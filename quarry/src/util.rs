// SPDX-FileCopyrightText: Copyright © 2020-2025 Serpent OS Developers
//
// SPDX-License-Identifier: MPL-2.0

use std::{io, path::Path};

use fs_err::tokio as fs;

pub async fn ensure_dir_exists(path: &Path) -> io::Result<()> {
    if !path.exists() {
        fs::create_dir_all(path).await?;
    }
    Ok(())
}

pub fn is_root() -> bool {
    use nix::unistd::Uid;

    Uid::effective().is_root()
}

—————

Task directions: When you respond, give the whole listing again exactly as written.

Written reply:
filename quarry/src/util.rs
// SPDX-FileCopyrightText: Copyright © 2020-2025 Serpent OS Developers
//
// SPDX-License-Identifier: MPL-2.0

use std::{io, path::Path};

use fs_err::tokio as fs;

pub async fn ensure_dir_exists(path: &Path) -> io::Result<()> {
    if !path.exists() {
        fs::create_dir_all(path).await?;
    }
    Ok(())
}

pub fn is_root() -> bool {
    use nix::unistd::Uid;

    Uid::effective().is_root()
}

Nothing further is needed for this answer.